Il capitolo finale della monografia è dedicato ai rapporti dell’Europa con la Russia ed è assai utile, ai nostri fini, conoscere il pensiero di Keynes. Così egli scrive “Il blocco della Russia recentemente proclamato dagli alleati è perciò un provvedimento stolido e miope: blocchiamo non tanto la Russia quanto noi stessi” (p. 229 dell’edizione italiana pubblicata dalla casa editrice Adelphi, 2007). E ancora, a pagina 231 si legge: “Tanto miglior successo avremo nel troncare i rapporti economici tra Germania e Russia, tanto più deprimeremo il livello delle nostre condizioni economiche e aggraveremo i nostri problemi interni”. E infine le parole di sapore profetico che troviamo alle pagine 231-232: “Il rovinoso dissesto dell’Europa, se non vi poniamo un freno, a lungo andare colpirà tutti; ma forse non subito e in modo traumatico. E questo ci offre una felice possibilità. Forse abbiamo ancora il tempo di riconsiderare la nostra condotta e di vedere il mondo con occhi nuovi”.

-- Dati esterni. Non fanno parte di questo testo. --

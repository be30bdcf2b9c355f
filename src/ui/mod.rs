//! UI module for rendering the TUI

mod application;
mod components;
mod confirmation;
mod dashboard;
mod forms;
mod layout;
mod widgets;

use crate::app::App;
use crate::state::View;
use components::{render_confirm_dialog, render_error_dialog};
use ratatui::Frame;

/// Main draw function
pub fn draw(frame: &mut Frame, app: &App) {
    let area = frame.area();

    // Draw the main layout with sidebar
    let (sidebar_area, main_area) = layout::create_layout(area);

    // Draw sidebar
    layout::draw_sidebar(frame, sidebar_area, app);

    // Draw main content based on current view
    match app.state.current_view {
        View::Login => forms::draw_login(frame, main_area, app),
        View::Dashboard => dashboard::draw(frame, main_area, app),
        View::ApplicationDetail => application::draw(frame, main_area, app),
        View::TaxCalculator => forms::draw_calculator(frame, main_area, app),
        View::Filing => forms::draw_filing(frame, main_area, app),
        View::Confirmation => confirmation::draw(frame, main_area, app),
    }

    // Draw status bar
    layout::draw_status_bar(frame, app);

    // Modal overlays, errors on top
    if let Some(action) = &app.state.confirm_action {
        render_confirm_dialog(frame, action);
    }
    if let Some(message) = app.state.current_error() {
        render_error_dialog(frame, message, app.state.errors.len());
    }
}
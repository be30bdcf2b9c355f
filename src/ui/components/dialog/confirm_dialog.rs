//! Confirmation dialog for destructive actions

use super::base::{key_hint, render_dialog, DialogConfig};
use crate::state::ConfirmAction;
use ratatui::{style::Color, text::Span, Frame};

/// Render a yes/no dialog for the pending action
pub fn render_confirm_dialog(frame: &mut Frame, action: &ConfirmAction) {
    let message = action.message();

    let mut hint = key_hint("y");
    hint.push(Span::raw(" confirm  "));
    hint.extend(key_hint("n"));
    hint.push(Span::raw(" cancel"));

    let color = match action {
        ConfirmAction::SignOut => Color::Yellow,
        ConfirmAction::ResetFiling | ConfirmAction::DeleteApplication { .. } => Color::Red,
    };

    render_dialog(
        frame,
        DialogConfig {
            title: action.title(),
            title_color: color,
            border_color: color,
            message: &message,
            hint: Some(hint),
            max_width: 56,
        },
    );
}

In conclusione si ritiene che il pensiero di Keynes, da molti considerato il più grande economista del XX secolo, possa essere di grande aiuto per vedere il futuro dell’Europa con “occhi nuovi”, per fare prevalere le grandi idee piuttosto che gli interessi costituiti. E’ questa la via per impedire che l’Europa, come ci ricorda Benedetto XVI, possa uscire dalle grandi traiettorie della storia.